→ **DATA FOR THIS TASK**
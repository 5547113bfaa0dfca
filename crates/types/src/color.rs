use serde::{Deserialize, Deserializer, Serialize, de};

#[derive(Serialize, Debug, Clone, Copy, PartialEq, Eq, Hash, Default)]
pub struct Color {
    pub r: u8,
    pub g: u8,
    pub b: u8,
}

impl Color {
    pub const fn rgb(r: u8, g: u8, b: u8) -> Self {
        Self { r, g, b }
    }

    pub const fn gray(value: u8) -> Self {
        Self { r: value, g: value, b: value }
    }

    pub const fn black() -> Self {
        Self::gray(0)
    }

    pub const fn white() -> Self {
        Self::gray(255)
    }

    /// Components scaled to the 0..=1 range used by PDF colour operators.
    pub fn unit_components(&self) -> [f32; 3] {
        [
            self.r as f32 / 255.0,
            self.g as f32 / 255.0,
            self.b as f32 / 255.0,
        ]
    }

    /// Relative luminance in 0..=1 (Rec. 601 weights).
    pub fn luminance(&self) -> f32 {
        let [r, g, b] = self.unit_components();
        0.299 * r + 0.587 * g + 0.114 * b
    }

    /// Parse a hex color string (#RGB or #RRGGBB format)
    fn parse_hex(s: &str) -> Result<Color, String> {
        let s = s.trim();
        let hex = s
            .strip_prefix('#')
            .ok_or_else(|| format!("Color must start with #, got: {}", s))?;

        let channel = |digits: &str| {
            u8::from_str_radix(digits, 16).map_err(|e| format!("Invalid color component: {}", e))
        };
        match hex.len() {
            3 => Ok(Color {
                r: channel(&hex[0..1].repeat(2))?,
                g: channel(&hex[1..2].repeat(2))?,
                b: channel(&hex[2..3].repeat(2))?,
            }),
            6 => Ok(Color {
                r: channel(&hex[0..2])?,
                g: channel(&hex[2..4])?,
                b: channel(&hex[4..6])?,
            }),
            _ => Err(format!(
                "Invalid hex color length: expected 3 or 6, got {}",
                hex.len()
            )),
        }
    }
}

impl<'de> Deserialize<'de> for Color {
    fn deserialize<D>(deserializer: D) -> Result<Self, D::Error>
    where
        D: Deserializer<'de>,
    {
        #[derive(Deserialize)]
        #[serde(untagged)]
        enum ColorDef {
            Str(String),
            Map { r: u8, g: u8, b: u8 },
        }

        match ColorDef::deserialize(deserializer)? {
            ColorDef::Str(s) => Self::parse_hex(&s).map_err(de::Error::custom),
            ColorDef::Map { r, g, b } => Ok(Color { r, g, b }),
        }
    }
}

#[cfg(test)]
mod tests {
    use super::*;

    #[test]
    fn parses_short_and_long_hex() {
        let short: Color = serde_json::from_str("\"#ccc\"").unwrap();
        assert_eq!(short, Color::gray(0xcc));
        let long: Color = serde_json::from_str("\"#102030\"").unwrap();
        assert_eq!(long, Color::rgb(0x10, 0x20, 0x30));
        assert!(serde_json::from_str::<Color>("\"102030\"").is_err());
    }

    #[test]
    fn luminance_orders_black_below_white() {
        assert_eq!(Color::black().luminance(), 0.0);
        assert!((Color::white().luminance() - 1.0).abs() < 1e-6);
        assert!(Color::gray(200).luminance() > 0.5);
    }
}
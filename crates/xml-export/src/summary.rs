use crate::emitter::XmlEmitter;
use crate::error::XmlExportError;
use freightdoc_format::{NumericKind, format_quantity, sum_numeric_field};
use freightdoc_types::CargoLine;

/// `<summary>` with package, weight and volume totals over `lines`.
pub(crate) fn write_summary(xml: &mut XmlEmitter, lines: &[&CargoLine]) -> Result<(), XmlExportError> {
    let packages = sum_numeric_field(lines.iter().copied(), |l| l.packages.as_str(), NumericKind::Integer);
    let weight = sum_numeric_field(lines.iter().copied(), |l| l.weight.as_str(), NumericKind::Decimal);
    let volume = sum_numeric_field(lines.iter().copied(), |l| l.volume.as_str(), NumericKind::Decimal);

    xml.start("summary")?;
    xml.literal("totalPackages", &format_quantity(packages))?;
    xml.literal_with("totalWeight", &[("unit", "kg")], &format_quantity(weight))?;
    xml.literal_with("totalVolume", &[("unit", "m3")], &format_quantity(volume))?;
    xml.end("summary")
}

→ **TASK DIRECTIONS**
Go through the records and work out how many lines contain the string "Invalid". The answer should be that number alone.

→ **ANSWER SECTION**
2